Scientists at KAIST have developed a breakthrough therapy that transforms the body’s own immune cells – macrophages – into targeted cancer fighters directly inside tumours.
This innovative approach could overcome long-standing challenges in treating solid tumours, where dense tissue and immune suppression have limited the effectiveness of traditional immunotherapies.
By reprogramming macrophages already present around tumours, the therapy mobilises the immune system from within, offering a faster, more efficient, and potentially more powerful way to attack cancer.
Overcoming the barriers of solid tumours
Solid tumours, including gastric, lung, and liver cancers, create a highly suppressive environment that hinders immune cells from infiltrating or functioning effectively.
While macrophages naturally accumulate around tumours, their cancer-fighting abilities are often blocked by the tumour itself.
Traditional CAR-macrophage therapies require extracting immune cells from patients, modifying them in a lab, and then reinfusing them – a process that is expensive, slow, and difficult to scale for widespread patient use.
Direct in-body conversion to CAR-macrophages
The KAIST research team developed a method to bypass these limitations by reprogramming macrophages in situ.
They designed lipid nanoparticles carrying mRNA that encodes cancer-recognition proteins, along with immune-activating compounds.

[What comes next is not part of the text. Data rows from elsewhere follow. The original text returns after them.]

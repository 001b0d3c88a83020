//! Bounded-retry locking and cooperative sleeping.
//!
//! Every stateful component in the system shares the same lock discipline:
//! a non-blocking acquire that backs off with a jittered sleep instead of
//! parking the thread, a hard attempt budget so a wedged holder surfaces as
//! an error instead of a deadlock, and an abort predicate so long waits
//! cooperate with coordinated shutdown.
//!
//! The jitter keeps the serial workers, the logic loop, and per-client
//! dispatch from accidentally synchronizing their retry cadence.

use std::cell::Cell;
use std::sync::atomic::{AtomicBool, Ordering};
use std::sync::{Mutex, MutexGuard};
use std::time::Duration;

use crate::error::LockError;

/// Maximum number of try-lock attempts before giving up.
const LOCK_ATTEMPTS: u32 = 400;

/// Minimum back-off between attempts.
const JITTER_FLOOR_NANOS: u64 = 1_000;

/// Maximum back-off between attempts.
const JITTER_CEIL_NANOS: u64 = 1_000_000;

/// Slice width for [`interruptible_sleep`]; bounds shutdown latency.
const SLEEP_SLICE: Duration = Duration::from_millis(50);

thread_local! {
    static JITTER_STATE: Cell<u64> = Cell::new(jitter_seed());
}

fn jitter_seed() -> u64 {
    // Monotonic nanos mixed with the stack address of a local; cheap and
    // different per thread, which is all the jitter needs.
    let marker = 0u8;
    let nanos = monotonic_nanos();
    nanos ^ ((&raw const marker) as u64).rotate_left(17)
}

/// Nanoseconds from the monotonic clock, for jitter seeding and timestamps.
pub(crate) fn monotonic_nanos() -> u64 {
    match nix::time::clock_gettime(nix::time::ClockId::CLOCK_MONOTONIC) {
        Ok(ts) => (ts.tv_sec() as u64) * 1_000_000_000 + ts.tv_nsec() as u64,
        Err(_) => 0,
    }
}

/// One xorshift step; returns a back-off interval in the jitter window.
fn next_jitter() -> Duration {
    JITTER_STATE.with(|state| {
        let mut x = state.get();
        x ^= x << 13;
        x ^= x >> 7;
        x ^= x << 17;
        state.set(x);
        let nanos = (x % JITTER_CEIL_NANOS).max(JITTER_FLOOR_NANOS);
        Duration::from_nanos(nanos)
    })
}

/// A mutex-guarded value with bounded-retry acquisition.
///
/// `lock` never parks: it spins on `try_lock` with a jittered sleep between
/// attempts and fails with [`LockError::Exhausted`] once the budget runs
/// out, so one misbehaving holder cannot silently wedge the process.
#[derive(Debug)]
pub struct Guarded<T> {
    tag: String,
    inner: Mutex<T>,
}

impl<T> Guarded<T> {
    /// Wraps `value` under a lock tagged `tag` (used in error text and logs).
    pub fn new(tag: impl Into<String>, value: T) -> Self {
        Self {
            tag: tag.into(),
            inner: Mutex::new(value),
        }
    }

    /// Acquires the lock, backing off with jitter on contention.
    ///
    /// Aborts early with [`LockError::Aborted`] when `abort` becomes true,
    /// which threads the shutdown flag through every blocking point.
    ///
    /// # Errors
    ///
    /// [`LockError::Exhausted`] after the attempt budget,
    /// [`LockError::Poisoned`] if a holder panicked.
    pub fn lock(&self, abort: &AtomicBool) -> Result<MutexGuard<'_, T>, LockError> {
        let mut attempts: u32 = 0;

        while !abort.load(Ordering::Relaxed) {
            if attempts > 0 {
                std::thread::sleep(next_jitter());
            }

            match self.inner.try_lock() {
                Ok(guard) => return Ok(guard),
                Err(std::sync::TryLockError::WouldBlock) => {
                    if attempts == LOCK_ATTEMPTS {
                        return Err(LockError::Exhausted {
                            tag: self.tag.clone(),
                            attempts,
                        });
                    }
                    attempts += 1;
                }
                Err(std::sync::TryLockError::Poisoned(_)) => {
                    return Err(LockError::Poisoned {
                        tag: self.tag.clone(),
                    });
                }
            }
        }

        Err(LockError::Aborted {
            tag: self.tag.clone(),
        })
    }

    /// Tag used in error text for this lock.
    pub fn tag(&self) -> &str {
        &self.tag
    }

    /// Releases `guard` to wait on `condvar`, reacquiring on wake or after
    /// `timeout`. Returns the guard and whether the wait timed out.
    ///
    /// Used for request-response pairing: the waiter holds the lock from
    /// send to wait, so the event loop cannot process the reply (it needs
    /// the same lock) until the waiter is actually waiting.
    pub fn wait_timeout<'a>(
        &'a self,
        guard: MutexGuard<'a, T>,
        condvar: &std::sync::Condvar,
        timeout: Duration,
    ) -> (MutexGuard<'a, T>, bool) {
        match condvar.wait_timeout(guard, timeout) {
            Ok((guard, result)) => (guard, result.timed_out()),
            Err(poisoned) => {
                let (guard, result) = poisoned.into_inner();
                (guard, result.timed_out())
            }
        }
    }
}

/// Sleeps for `interval`, waking early only when `abort` becomes true.
///
/// The sleep proceeds in small slices so a shutdown request is observed
/// within [`SLEEP_SLICE`] rather than at the end of the full interval.
/// Signal interruptions are absorbed by `std::thread::sleep`, which resumes
/// with the remaining time.
pub fn interruptible_sleep(interval: Duration, abort: &AtomicBool) {
    let mut remaining = interval;

    while !remaining.is_zero() {
        if abort.load(Ordering::Relaxed) {
            return;
        }

        let slice = remaining.min(SLEEP_SLICE);
        std::thread::sleep(slice);
        remaining = remaining.saturating_sub(slice);
    }
}

#[cfg(test)]
mod tests {
    use super::*;
    use std::sync::Arc;
    use std::time::Instant;

    #[test]
    fn test_uncontended_lock() {
        let guarded = Guarded::new("test", 41u32);
        let abort = AtomicBool::new(false);

        *guarded.lock(&abort).unwrap() += 1;
        assert_eq!(*guarded.lock(&abort).unwrap(), 42);
    }

    #[test]
    fn test_abort_predicate_short_circuits() {
        let guarded = Guarded::new("test", ());
        let abort = AtomicBool::new(true);

        match guarded.lock(&abort) {
            Err(LockError::Aborted { tag }) => assert_eq!(tag, "test"),
            other => panic!("expected Aborted, got {other:?}"),
        }
    }

    #[test]
    fn test_contended_lock_exhausts() {
        let guarded = Arc::new(Guarded::new("held", 0u8));
        let abort = AtomicBool::new(false);

        let holder = Arc::clone(&guarded);
        let hold_abort = AtomicBool::new(false);
        let guard = holder.lock(&hold_abort).unwrap();

        match guarded.lock(&abort) {
            Err(LockError::Exhausted { attempts, .. }) => assert_eq!(attempts, 400),
            other => panic!("expected Exhausted, got {other:?}"),
        }

        drop(guard);
        assert!(guarded.lock(&abort).is_ok());
    }

    #[test]
    fn test_interruptible_sleep_observes_abort() {
        let abort = Arc::new(AtomicBool::new(false));
        let flag = Arc::clone(&abort);

        let start = Instant::now();
        let waker = std::thread::spawn(move || {
            std::thread::sleep(Duration::from_millis(20));
            flag.store(true, Ordering::Relaxed);
        });

        interruptible_sleep(Duration::from_secs(10), &abort);
        assert!(start.elapsed() < Duration::from_secs(2));
        waker.join().unwrap();
    }

    #[test]
    fn test_jitter_stays_in_window() {
        for _ in 0..1000 {
            let j = next_jitter();
            assert!(j >= Duration::from_nanos(JITTER_FLOOR_NANOS));
            assert!(j <= Duration::from_nanos(JITTER_CEIL_NANOS));
        }
    }
}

When injected directly into tumours, these nanoparticles are absorbed by local macrophages, prompting them to produce CAR (chimeric antigen receptor) proteins.
At the same time, immune signalling pathways are activated, effectively converting the body’s own macrophages into CAR-macrophages capable of attacking cancer cells.
Unlike conventional methods, this approach generates potent anticancer cells without the need for cell extraction or lengthy lab procedures.
The newly formed CAR-macrophages not only engulf cancer cells directly but also stimulate nearby immune cells, amplifying the overall anticancer response.
Encouraging preclinical results
In animal models of melanoma – the most aggressive form of skin cancer – this therapy significantly slowed tumour growth.
Remarkably, the immune response was not confined to the treated tumour; it extended systemically, suggesting the therapy could help target metastatic cancers as well.
These results highlight the potential of reprogrammed macrophages to act as both local and systemic anticancer agents.
A new era in immunotherapy
This research represents a major step forward in immune cell therapy. By generating anticancer macrophages directly within the patient, the approach addresses two critical limitations of traditional CAR-macrophage treatments: low delivery efficiency and the immunosuppressive tumour environment.
Leveraging the body’s existing immune cells eliminates the logistical and financial hurdles of ex vivo cell modification, opening the door for more practical, scalable therapies against solid tumours.
With continued development, this in-body macrophage conversion strategy could redefine cancer treatment, offering new hope for patients facing cancers that have long resisted conventional therapies.